#[cfg(test)]
mod tests {
    use super::*;
    use tangled_crypto::keys::generate_keypair;

    fn signed_message(receiver: &str, amt: i64) -> (Message, KeyPair) {
        let keypair = generate_keypair();
        let node_id = address::address_from_public_key(&keypair.public_key);
        let mut parents = HashMap::new();
        parents.insert("genesis".to_string(), false);

        let mut msg = Message::new(
            node_id,
            1,
            Payload::Transaction {
                receiver: receiver.to_string(),
                amt,
            },
            parents,
        );
        msg.do_work(1).unwrap();
        msg.sign(&keypair).unwrap();
        (msg, keypair)
    }

    #[test]
    fn test_genesis_shape() {
        let genesis = Message::genesis();
        assert_eq!(genesis.payload.amount(), 25000);
        assert_eq!(
            genesis.payload.receiver(),
            "TmANJZAiiZTjBiLZt2QDKoYVtLn8yHGPdXdydymbPVJDZ"
        );
    }

    #[test]
    fn test_sign_and_verify() {
        let (msg, _) = signed_message("Treceiver00000000000000000000000000000", 10);
        assert!(msg.is_signature_valid().unwrap());
    }

    #[test]
    fn test_sign_before_work_is_rejected() {
        let keypair = generate_keypair();
        let node_id = address::address_from_public_key(&keypair.public_key);
        let mut msg = Message::new(node_id, 1, Payload::Transaction {
            receiver: "Treceiver00000000000000000000000000000".to_string(),
            amt: 10,
        }, HashMap::new());

        assert!(matches!(msg.sign(&keypair), Err(CoreError::MalformedMessage(_))));
    }

    #[test]
    fn test_tampered_payload_still_signature_valid_but_fails_pow() {
        // the signature commits to `hash`, not `payload` — tampering the
        // payload after signing leaves the signature intact but breaks
        // the hash/payload binding that proof of work provides
        let (mut msg, _) = signed_message("Treceiver00000000000000000000000000000", 10);
        msg.payload = Payload::Transaction {
            receiver: "Tother".to_string(),
            amt: 10,
        };
        assert!(msg.is_signature_valid().unwrap());
        assert!(!msg.is_pow_valid(1));
    }

    #[test]
    fn test_signature_does_not_carry_over_to_a_different_hash() {
        let (mut msg, keypair) = signed_message("Treceiver00000000000000000000000000000", 10);
        let stolen_signature = msg.signature.clone();

        msg.timestamp += 1;
        msg.do_work(1).unwrap();
        msg.signature = stolen_signature;
        assert!(!msg.is_signature_valid().unwrap());

        msg.sign(&keypair).unwrap();
        assert!(msg.is_signature_valid().unwrap());
    }

    #[test]
    fn test_pow_validity() {
        let (msg, _) = signed_message("Treceiver00000000000000000000000000000", 10);
        assert!(msg.is_pow_valid(1));
        assert!(!msg.is_pow_valid(200));
    }

    #[test]
    fn test_is_sem_valid_genesis_shortcut() {
        let genesis = Message::genesis();
        assert!(genesis.is_sem_valid(10, &genesis));
    }

    #[test]
    fn test_is_sem_valid_full_message() {
        let genesis = Message::genesis();
        let (msg, _) = signed_message("Treceiver00000000000000000000000000000", 10);
        assert!(msg.is_sem_valid(1, &genesis));
    }

    #[test]
    fn test_is_payload_valid_rejects_self_send() {
        let keypair = generate_keypair();
        let node_id = address::address_from_public_key(&keypair.public_key);
        let msg = Message::new(
            node_id.clone(),
            1,
            Payload::Transaction {
                receiver: node_id,
                amt: 5,
            },
            HashMap::new(),
        );
        assert!(!msg.is_payload_valid(1000));
    }

    #[test]
    fn test_is_payload_valid_rejects_insufficient_balance() {
        let (msg, _) = signed_message("Treceiver00000000000000000000000000000", 100);
        assert!(!msg.is_payload_valid(10));
        assert!(msg.is_payload_valid(1000));
    }

    #[test]
    fn test_strong_parent_count() {
        let mut parents = HashMap::new();
        parents.insert("a".to_string(), false);
        parents.insert("b".to_string(), true);
        let msg = Message::new("T1".to_string(), 0, Payload::Transaction {
            receiver: "T2".to_string(),
            amt: 1,
        }, parents);
        assert_eq!(msg.strong_parent_count(), 1);
    }

    fn mined_transaction(tangle: &Tangle, node_id: &str, parents: HashMap<Hash, bool>) -> Message {
        let keypair = generate_keypair();
        let mut msg = Message::new(
            node_id.to_string(),
            0,
            Payload::Transaction {
                receiver: "Treceiver00000000000000000000000000000".to_string(),
                amt: 1,
            },
            parents,
        );
        msg.do_work(tangle.get_difficulty(&msg)).unwrap();
        msg.sign(&keypair).unwrap();
        msg
    }

    fn genesis_parent(tangle: &Tangle) -> HashMap<Hash, bool> {
        let mut parents = HashMap::new();
        parents.insert(tangle.genesis().hash.clone(), false);
        parents
    }

    #[test]
    fn test_is_valid_genesis_shortcut() {
        let tangle = Tangle::new(100, 3600);
        assert_eq!(Message::genesis().is_valid(&tangle, 2), Validity::Valid);
    }

    #[test]
    fn test_is_valid_clean_ancestry() {
        let tangle = Tangle::new(100, 3600);
        let msg = mined_transaction(&tangle, "T1", genesis_parent(&tangle));
        assert_eq!(msg.is_valid(&tangle, 2), Validity::Valid);
    }

    #[test]
    fn test_is_valid_bad_pow_is_invalid() {
        let tangle = Tangle::new(100, 3600);
        let mut msg = mined_transaction(&tangle, "T1", genesis_parent(&tangle));
        msg.nonce = msg.nonce.wrapping_add(1);
        assert_eq!(msg.is_valid(&tangle, 2), Validity::Invalid);
    }

    #[test]
    fn test_analyze_parents_unknown_non_weak_parent() {
        let tangle = Tangle::new(100, 3600);
        let mut parents = HashMap::new();
        parents.insert("never-seen".to_string(), false);
        let msg = mined_transaction(&tangle, "T1", parents);

        let analysis = msg.analyze_parents(&tangle, 1);
        assert!(analysis.invalid.is_empty());
        assert!(analysis.unknown.contains("never-seen"));
    }

    #[test]
    fn test_analyze_parents_weak_but_known_is_invalid() {
        let mut tangle = Tangle::new(100, 3600);
        let known = mined_transaction(&tangle, "T1", genesis_parent(&tangle));
        let known_hash = known.hash.clone();
        tangle.add_msg(known, HashSet::new()).unwrap();

        let mut parents = HashMap::new();
        parents.insert(known_hash.clone(), true);
        let msg = mined_transaction(&tangle, "T2", parents);

        let analysis = msg.analyze_parents(&tangle, 1);
        assert!(analysis.invalid.contains(&known_hash));
        assert!(analysis.unknown.is_empty());
    }

    #[test]
    fn test_analyze_parents_pool_rejected_parent_is_invalid() {
        let mut tangle = Tangle::new(100, 3600);
        tangle.mark_invalid("bad-parent".to_string());

        let mut parents = HashMap::new();
        parents.insert("bad-parent".to_string(), false);
        let msg = mined_transaction(&tangle, "T1", parents);

        let analysis = msg.analyze_parents(&tangle, 1);
        assert!(analysis.invalid.contains("bad-parent"));
    }

    #[test]
    fn test_analyze_parents_stale_timestamp_is_invalid() {
        let mut tangle = Tangle::new(100, 3600);
        let mut old = mined_transaction(&tangle, "T1", genesis_parent(&tangle));
        old.timestamp -= MAX_PARENT_AGE + 10;
        let old_hash = old.hash.clone();
        tangle.add_msg(old, HashSet::new()).unwrap();

        let mut parents = HashMap::new();
        parents.insert(old_hash.clone(), false);
        let msg = mined_transaction(&tangle, "T2", parents);

        let analysis = msg.analyze_parents(&tangle, 1);
        assert!(analysis.invalid.contains(&old_hash));
    }

    #[test]
    fn test_is_valid_pending_on_unknown_parent() {
        let tangle = Tangle::new(100, 3600);
        let mut parents = HashMap::new();
        parents.insert("never-seen".to_string(), false);
        let msg = mined_transaction(&tangle, "T1", parents);

        match msg.is_valid(&tangle, 2) {
            Validity::Pending(analysis) => {
                assert!(analysis.invalid.is_empty());
                assert!(analysis.unknown.contains("never-seen"));
            }
            other => panic!("expected Pending, got {:?}", other),
        }
    }
}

◆ ◆ ◆ ◆ ◆ ◆ ◆

Task goal
List all lines in the material containing the string "true".

Answer to this task
        parents.insert("b".to_string(), true);
        parents.insert(known_hash.clone(), true);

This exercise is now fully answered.